**PROBLEM DETAILS:** In the listing below, print exactly the lines from the first through the one that contains "use os_monitor::calendar::ContinuationPolicy;".

**RECORD EXTRACTS:**

//! Property tests for day accumulation over arbitrary weekday batch sequences

use std::collections::{BTreeMap, BTreeSet};

use chrono::{Datelike, Duration, NaiveDate, Weekday};
use proptest::prelude::*;

use os_monitor::calendar::ContinuationPolicy;
use os_monitor::pipeline::{consolidate, ConsolidationInputs, EngineOptions};
use os_monitor::targets::TargetTable;
use os_monitor::{EntityId, ObservationAttributes, ObservationBatch, StatusLabel};

const STATUSES: [&str; 3] = ["REPARO", "AGUARDANDO PEÇA", "ORÇAMENTO"];

/// The `n`th weekday on or after Monday 2024-03-04
fn nth_weekday(n: usize) -> NaiveDate {
    let mut date = NaiveDate::from_ymd_opt(2024, 3, 4).unwrap();
    let mut seen = 0;
    loop {
        if !matches!(date.weekday(), Weekday::Sat | Weekday::Sun) {
            if seen == n {
                return date;
            }
            seen += 1;
        }
        date += Duration::days(1);
    }
}

fn build_batches(rows: &[Vec<(u8, usize)>]) -> Vec<ObservationBatch> {
    rows.iter()
        .enumerate()
        .map(|(n, batch_rows)| {
            let mut batch = ObservationBatch::new(nth_weekday(n), format!("batch {}", n));
            for (id, status) in batch_rows {
                batch.push(
                    EntityId::parse(&id.to_string()).unwrap(),
                    StatusLabel::normalize(STATUSES[*status]).unwrap(),
                    ObservationAttributes::default(),
                );
            }
            batch
        })
        .collect()
}

fn batch_rows() -> impl Strategy<Value = Vec<Vec<(u8, usize)>>> {
    prop::collection::vec(
        prop::collection::vec((0u8..6, 0usize..STATUSES.len()), 1..6),
        1..10,
    )
}

proptest! {
    #[test]
    fn test_days_accumulate_once_per_appearance(rows in batch_rows()) {
        let targets: TargetTable = [("REPARO", 2), ("AGUARDANDO PEÇA", 3)].into_iter().collect();
        let inputs = ConsolidationInputs {
            batches: build_batches(&rows),
            targets: targets.clone(),
            ..Default::default()
        };
        let outcome = consolidate(inputs, &EngineOptions::default()).unwrap();

        let mut appearances: BTreeMap<String, u32> = BTreeMap::new();
        for batch_rows in &rows {
            let ids: BTreeSet<u8> = batch_rows.iter().map(|(id, _)| *id).collect();
            for id in ids {
                *appearances.entry(id.to_string()).or_insert(0) += 1;
            }
        }
        let newest: BTreeSet<String> = rows
            .last()
            .map(|r| r.iter().map(|(id, _)| id.to_string()).collect())
            .unwrap_or_default();

        prop_assert_eq!(outcome.report.consolidated.len(), appearances.len());
        for row in &outcome.report.consolidated {
            let total: u32 = row.days_by_status.values().sum();
            prop_assert_eq!(total, appearances[row.entity_id.as_str()]);
            prop_assert!(row.days_in_status >= 1);
            prop_assert_eq!(row.closed, !newest.contains(row.entity_id.as_str()));

            match targets.resolve(&row.status) {
                Some(target) => {
                    prop_assert_eq!(
                        row.days_over_target,
                        Some(row.days_in_status.saturating_sub(target))
                    );
                }
                None => {
                    prop_assert_eq!(row.days_over_target, None);
                }
            }
        }
    }

    #[test]
    fn test_elapsed_policy_never_credits_less_than_flat(rows in batch_rows()) {
        let run = |continuation| {
            let inputs = ConsolidationInputs {
                batches: build_batches(&rows),
                ..Default::default()
            };
            let options = EngineOptions {
                continuation,
                ..Default::default()
            };
            consolidate(inputs, &options).unwrap().report.consolidated
        };

        let flat = run(ContinuationPolicy::FlatIncrement);
        let elapsed = run(ContinuationPolicy::ElapsedBusinessDays);

        prop_assert_eq!(flat.len(), elapsed.len());
        for (f, e) in flat.iter().zip(&elapsed) {
            prop_assert_eq!(&f.status, &e.status);
            let flat_total: u32 = f.days_by_status.values().sum();
            let elapsed_total: u32 = e.days_by_status.values().sum();
            prop_assert!(elapsed_total >= flat_total);
        }
    }

    #[test]
    fn test_rankings_only_hold_open_breaching_entities(rows in batch_rows()) {
        let targets: TargetTable = STATUSES.iter().map(|s| (*s, 1)).collect();
        let inputs = ConsolidationInputs {
            batches: build_batches(&rows),
            targets,
            ..Default::default()
        };
        let report = consolidate(inputs, &EngineOptions::default()).unwrap().report;

        let breaching = report
            .consolidated
            .iter()
            .filter(|row| !row.closed && row.days_over_target.unwrap_or(0) > 0)
            .count();
        prop_assert_eq!(report.entity_ranking.len(), breaching);

        let by_location: usize = report.location_ranking.iter().map(|r| r.breaching_entities).sum();
        let by_status: usize = report.status_ranking.iter().map(|r| r.breaching_entities).sum();
        prop_assert_eq!(by_location, breaching);
        prop_assert_eq!(by_status, breaching);

        for pair in report.entity_ranking.windows(2) {
            prop_assert!(pair[0].days_over_target >= pair[1].days_over_target);
        }
    }
}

**SOLUTION:**
//! Property tests for day accumulation over arbitrary weekday batch sequences

use std::collections::{BTreeMap, BTreeSet};

use chrono::{Datelike, Duration, NaiveDate, Weekday};
use proptest::prelude::*;

use os_monitor::calendar::ContinuationPolicy;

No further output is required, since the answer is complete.